Dünya Sağlık Örgütü Teşhis ve İstatistik El Kitabı DSM-5’e göre otizm tanı kriterleri arasında duyusal bozukluklar yer almaktadır. Duyusal arayış, duyusal kaçınma, duyusal hassasiyet, duyusal işlemleme bozuklukları otizm tanısı olan çocuklarda karşımıza çıkabilecek olan duyusal sorunlar arasındadır. Duyusal bozuklukların terapisinde bir ergoterapi müdahalesi olan duyu bütünleme terapisi uygulanmaktadır. Duyu bütünleme terapisi ayrı bir terapi değildir, ergoterapinin bir müdahale alanıdır.
Duyular Nelerdir ve Ne İşe Yararlar?
Duyular, vücudumuzdan veya çevreden gelen bilgilerin beyin tarafından yorumlanması için beyne gönderilen uyarılardır. Beyin için gereken bilgiler beyne yalnızca duyular sayesinde ulaşmaktadır. Beynin uygun yanıt oluşturması ve uygun davranışın gerçekleştirilebilmesi için beyne sürekli duyu girdisi olmaktadır. Çevreden ve vücudumuzdan gelen duyular;
- Görme Duyusu
- İşitme Duyusu
- Koku Duyusu
- Dokunma (Taktil) Duyusu
- Tat Alma Duyusu
- Vestibüler Duyu
- Proprioseptif Duyu
- İnteroseptif Duyu
Otizm tanısı olan bireylerde ergoterapistler yalnızca duyu bütünleme terapisi uygulamaz.
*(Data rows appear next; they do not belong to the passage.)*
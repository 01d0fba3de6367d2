//! Department → employee cascade.
//!
//! Changing the department always resets the employee back to `All`. Whether an employee
//! can be chosen with no department depends on the screen, see `EmployeeSelect`.

use serde::{Deserialize, Serialize};

use crate::filter::Choice;
use crate::models::employee::find_by_name;
use crate::models::{Department, Employee};

/// How a screen treats an employee chosen while the department is `All`.
#[derive(Debug, Clone, Copy, PartialEq, Eq)]
pub enum EmployeeSelect {
    /// The employee filter applies on its own.
    Independent,
    /// The employee picker is disabled until a department is chosen (leave).
    RequiresDepartment,
}

#[derive(Debug, Clone, Default, PartialEq, Eq, Hash, Serialize, Deserialize)]
pub struct DepartmentScope {
    #[serde(default)]
    pub department: Choice<Department>,
    /// Employee id.
    #[serde(default)]
    pub employee: Choice<String>,
}

impl DepartmentScope {
    pub fn set_department(&mut self, department: Choice<Department>) {
        self.department = department;
        self.employee = Choice::All;
    }

    pub fn set_employee(&mut self, employee: Choice<String>) {
        self.employee = employee;
    }

    /// Resolves a scope that arrived in one piece (query string) rather than through
    /// `set_department`. The employee is dropped when the id is unknown or outside the
    /// chosen department, and under `RequiresDepartment` also when no department is chosen.
    pub fn normalized(mut self, directory: &[Employee], select: EmployeeSelect) -> Self {
        let Some(id) = self.employee.as_only() else {
            return self;
        };
        let keep = match (self.department.as_only(), select) {
            (None, EmployeeSelect::RequiresDepartment) => false,
            (None, EmployeeSelect::Independent) => directory.iter().any(|e| &e.id == id),
            (Some(department), _) => directory
                .iter()
                .any(|e| &e.id == id && e.department == *department),
        };
        if !keep {
            self.employee = Choice::All;
        }
        self
    }

    /// Resolves the selected employee id to its record. `None` when unconstrained or when
    /// the id is unknown.
    pub fn selected_employee<'a>(&self, directory: &'a [Employee]) -> Option<&'a Employee> {
        let id = self.employee.as_only()?;
        directory.iter().find(|e| &e.id == id)
    }

    /// Whether a record owned by `name` passes both levels of the cascade.
    ///
    /// Requests reference employees by display name, so the department check goes through
    /// the directory. A name missing from the directory fails any department constraint.
    pub fn admits_name(&self, name: &str, directory: &[Employee]) -> bool {
        if let Some(department) = self.department.as_only() {
            let in_department =
                find_by_name(directory, name).is_some_and(|e| e.department == *department);
            if !in_department {
                return false;
            }
        }
        match self.employee.as_only() {
            None => true,
            Some(_) => self
                .selected_employee(directory)
                .map_or(true, |e| e.name == name),
        }
    }

    /// Same as `admits_name`, for directory entries themselves. Expects a normalized scope.
    pub fn admits_employee(&self, employee: &Employee) -> bool {
        self.department.admits(&employee.department) && self.employee.admits(&employee.id)
    }
}

/// Query parameters of listings filtered by owner through the cascade.
#[derive(Debug, Clone, Default, Deserialize)]
pub struct ScopedQuery {
    #[serde(default)]
    pub search: String,
    #[serde(default)]
    pub department: Choice<Department>,
    #[serde(default)]
    pub employee: Choice<String>,
}

impl ScopedQuery {
    pub fn scope(&self, directory: &[Employee], select: EmployeeSelect) -> DepartmentScope {
        DepartmentScope {
            department: self.department.clone(),
            employee: self.employee.clone(),
        }
        .normalized(directory, select)
    }
}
Öğrenme süreçlerinin gerçekleştirilmesinde yaşanan sorunlar, motor planlama (praksis) sorunları, kognitif (bilişsel) sorunlar, günlük yaşam aktivitelerinde yaşanan sorunlar, yemek yeme sorunları, davranış problemleri, duygusal sorunlar, regülasyon sorunları, dikkat eksikliği, ince ve kaba motor güçlükleri gibi otizmli çocukların yaşadığı birçok problemin giderilmesi adına terapiler uygulanır. Bu nedenle otizmde yalnızca duyu bütünleme terapisi eğitimi almış diğer mesleklerden terapi almak yerine ergoterapistlerden terapi alınması gereklidir. Ergoterapi çok daha kapsamlı müdahalelerin uygulandığı bir terapidir.
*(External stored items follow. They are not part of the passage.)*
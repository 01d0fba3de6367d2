// People: the employee directory, alumni network and performance overview.

pub mod handlers;
pub mod performance;

use chrono::NaiveDate;
use serde::Deserialize;

use crate::errors::AppError;
use crate::filter::cascade::DepartmentScope;
use crate::filter::{Choice, Pipeline};
use crate::models::employee::placeholder_avatar;
use crate::models::{Alumnus, ContactChannel, Department, Employee};

pub const EMPLOYEES_LISTING: &str = "/api/v1/employees";
pub const ALUMNI_LISTING: &str = "/api/v1/alumni";

// ────────────────────────────────────────────────────────────────────────────
// Employees
// ────────────────────────────────────────────────────────────────────────────

#[derive(Debug, Clone, Default, PartialEq, Eq)]
pub struct EmployeeFilter {
    pub search: String,
    pub scope: DepartmentScope,
}

pub fn list_employees(records: &[Employee], filter: &EmployeeFilter) -> Vec<Employee> {
    Pipeline::<Employee>::new()
        .search(&filter.search, |e: &Employee| {
            vec![e.name.as_str(), e.title.as_str()]
        })
        .filter(|e: &Employee| filter.scope.admits_employee(e))
        .run(records)
}

/// Looks up the employee a new request is filed for.
pub fn resolve_employee<'a>(directory: &'a [Employee], id: &str) -> Result<&'a Employee, AppError> {
    directory
        .iter()
        .find(|e| e.id == id)
        .ok_or_else(|| AppError::Validation(format!("unknown employee '{id}'")))
}

fn require(field: &str, value: &str) -> Result<(), AppError> {
    if value.trim().is_empty() {
        return Err(AppError::Validation(format!("{field} is required")));
    }
    Ok(())
}

/// Editable profile fields.
#[derive(Debug, Clone, Deserialize)]
pub struct EmployeeEdit {
    pub name: String,
    pub title: String,
    pub department: Department,
    pub email: String,
    pub phone: String,
}

impl EmployeeEdit {
    pub fn validate(&self) -> Result<(), AppError> {
        require("name", &self.name)?;
        require("title", &self.title)?;
        require("email", &self.email)?;
        require("phone", &self.phone)?;
        if !self.email.contains('@') {
            return Err(AppError::Validation("email must be an email address".to_string()));
        }
        Ok(())
    }

    /// Applies the edit; id, avatar, skills and performance are preserved.
    pub fn apply(&self, employee: &Employee) -> Employee {
        Employee {
            name: self.name.trim().to_string(),
            title: self.title.trim().to_string(),
            department: self.department,
            email: self.email.trim().to_string(),
            phone: self.phone.trim().to_string(),
            ..employee.clone()
        }
    }
}

// ────────────────────────────────────────────────────────────────────────────
// Alumni
// ────────────────────────────────────────────────────────────────────────────

#[derive(Debug, Clone, Default, PartialEq, Eq)]
pub struct AlumniFilter {
    pub search: String,
    pub department: Choice<Department>,
    pub contact_for: Choice<ContactChannel>,
}

pub fn list_alumni(records: &[Alumnus], filter: &AlumniFilter) -> Vec<Alumnus> {
    Pipeline::<Alumnus>::new()
        .search(&filter.search, |a: &Alumnus| {
            vec![a.name.as_str(), a.last_role.as_str()]
        })
        .matching(&filter.department, |a: &Alumnus, d: &Department| {
            a.last_department == *d
        })
        .matching(&filter.contact_for, |a: &Alumnus, c: &ContactChannel| {
            a.contact_for.contains(c)
        })
        .run(records)
}

#[derive(Debug, Clone, Deserialize)]
pub struct NewAlumnus {
    pub name: String,
    pub last_role: String,
    pub last_department: Department,
    pub email: String,
    pub departure_date: NaiveDate,
    pub contact_for: Vec<ContactChannel>,
}

impl NewAlumnus {
    pub fn validate(&self) -> Result<(), AppError> {
        require("name", &self.name)?;
        require("last_role", &self.last_role)?;
        require("email", &self.email)?;
        if self.contact_for.is_empty() {
            return Err(AppError::Validation(
                "contact_for needs at least one channel".to_string(),
            ));
        }
        Ok(())
    }

    pub fn into_record(self, id: String) -> Alumnus {
        let mut contact_for = self.contact_for;
        contact_for.dedup();
        Alumnus {
            id,
            avatar: placeholder_avatar(&self.name),
            name: self.name.trim().to_string(),
            last_role: self.last_role.trim().to_string(),
            last_department: self.last_department,
            email: self.email.trim().to_string(),
            departure_date: self.departure_date,
            contact_for,
        }
    }
}

#[cfg(test)]
mod tests {
    use super::*;
    use crate::seed::SeedData;

    fn seed() -> SeedData {
        SeedData::build(NaiveDate::from_ymd_opt(2024, 6, 15).unwrap())
    }

    #[test]
    fn test_employee_search_covers_name_and_title() {
        let seed = seed();
        let filter = EmployeeFilter {
            search: "designer".to_string(),
            ..Default::default()
        };
        let found = list_employees(&seed.employees, &filter);
        assert_eq!(found.len(), 1);
        assert_eq!(found[0].name, "Ethan Hunt");
    }

    #[test]
    fn test_employee_cascade_filters_department_then_employee() {
        let seed = seed();
        let mut filter = EmployeeFilter::default();
        filter.scope.set_department(Choice::Only(Department::Engineering));
        assert_eq!(list_employees(&seed.employees, &filter).len(), 1);

        filter.scope.set_employee(Choice::Only("EMP001".to_string()));
        let found = list_employees(&seed.employees, &filter);
        assert_eq!(found.len(), 1);
        assert_eq!(found[0].id, "EMP001");
    }

    #[test]
    fn test_edit_preserves_untouched_fields() {
        let seed = seed();
        let edit = EmployeeEdit {
            name: "Alice Smith".to_string(),
            title: "Staff Engineer".to_string(),
            department: Department::Engineering,
            email: "alice.s@synergy.com".to_string(),
            phone: "123-456-7890".to_string(),
        };
        edit.validate().unwrap();
        let updated = edit.apply(&seed.employees[0]);
        assert_eq!(updated.id, "EMP001");
        assert_eq!(updated.skills, seed.employees[0].skills);
        assert_eq!(updated.name, "Alice Smith");
    }

    #[test]
    fn test_edit_rejects_blank_fields() {
        let edit = EmployeeEdit {
            name: " ".to_string(),
            title: "x".to_string(),
            department: Department::Sales,
            email: "a@b.c".to_string(),
            phone: "1".to_string(),
        };
        assert!(matches!(edit.validate(), Err(AppError::Validation(_))));
    }

    #[test]
    fn test_alumni_contact_for_membership() {
        let seed = seed();
        let filter = AlumniFilter {
            contact_for: Choice::Only(ContactChannel::Freelance),
            ..Default::default()
        };
        let names: Vec<_> = list_alumni(&seed.alumni, &filter)
            .into_iter()
            .map(|a| a.name)
            .collect();
        assert_eq!(names, vec!["George Lucas", "Hannah Abbott"]);
    }

    #[test]
    fn test_new_alumnus_requires_contact_channel() {
        let alumnus = NewAlumnus {
            name: "Ian Malcolm".to_string(),
            last_role: "Data Scientist".to_string(),
            last_department: Department::Engineering,
            email: "ian@chaos.org".to_string(),
            departure_date: NaiveDate::from_ymd_opt(2024, 1, 31).unwrap(),
            contact_for: Vec::new(),
        };
        assert!(alumnus.validate().is_err());

        let alumnus = NewAlumnus {
            contact_for: vec![ContactChannel::Contract],
            ..alumnus
        };
        alumnus.validate().unwrap();
        let record = alumnus.into_record("ALUM004".to_string());
        assert_eq!(record.id, "ALUM004");
        assert!(record.avatar.ends_with("?person,Ian"));
    }

    #[test]
    fn test_resolve_employee_rejects_unknown_id() {
        let seed = seed();
        assert_eq!(resolve_employee(&seed.employees, "EMP002").unwrap().name, "Bob Williams");
        assert!(matches!(
            resolve_employee(&seed.employees, "EMP404"),
            Err(AppError::Validation(_))
        ));
    }
}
Her çocuk için uygulanan terapi programı farklıdır. Çocukların güçlü ve zayıf yönlerine göre, geliştirilmesi ve terapi edilmesi gereken alanlara göre her çocuğa farklı müdahaleler uygulanır. Araştırılarak edinilen yaklaşımlar çocuklar için uygun terapi değildir. Bir aktivite ve beceri için gereken ön koşul becerileri ve uygulama basamakları her zaman çocuktan çocuğa göre değişir. Bazen basit görülen top atma oyununda her çocuğun oynayamamasındaki sebep birbirinden farklılık gösterir. Top atma aktivitesi sırasında el-göz koordinasyonu, ince ve kaba motor beceri gelişimi, motor koordinasyon, motor planlama, bilişsel becerilerin gelişimi, dikkat, nesne takibi gibi beceriler gereklidir. Bu becerilerden yalnızca birinde sorun varsa bile bu sorunun kökeni ve uygulanacak müdahale her çocukta değişmektedir.
Otizmde erken teşhis oldukça önemlidir. Erken tanı konan ve bununla birlikte doğru bir eğitim alan çocuklarda otizm belirtileri kontrol altına alınabilmektedir. Özellikle 3 yaşından önce tanının konması ve gerekli olan eğitimlerin alınması çocuğun gelişiminde ve topluma katılımında büyük önem taşımaktadır.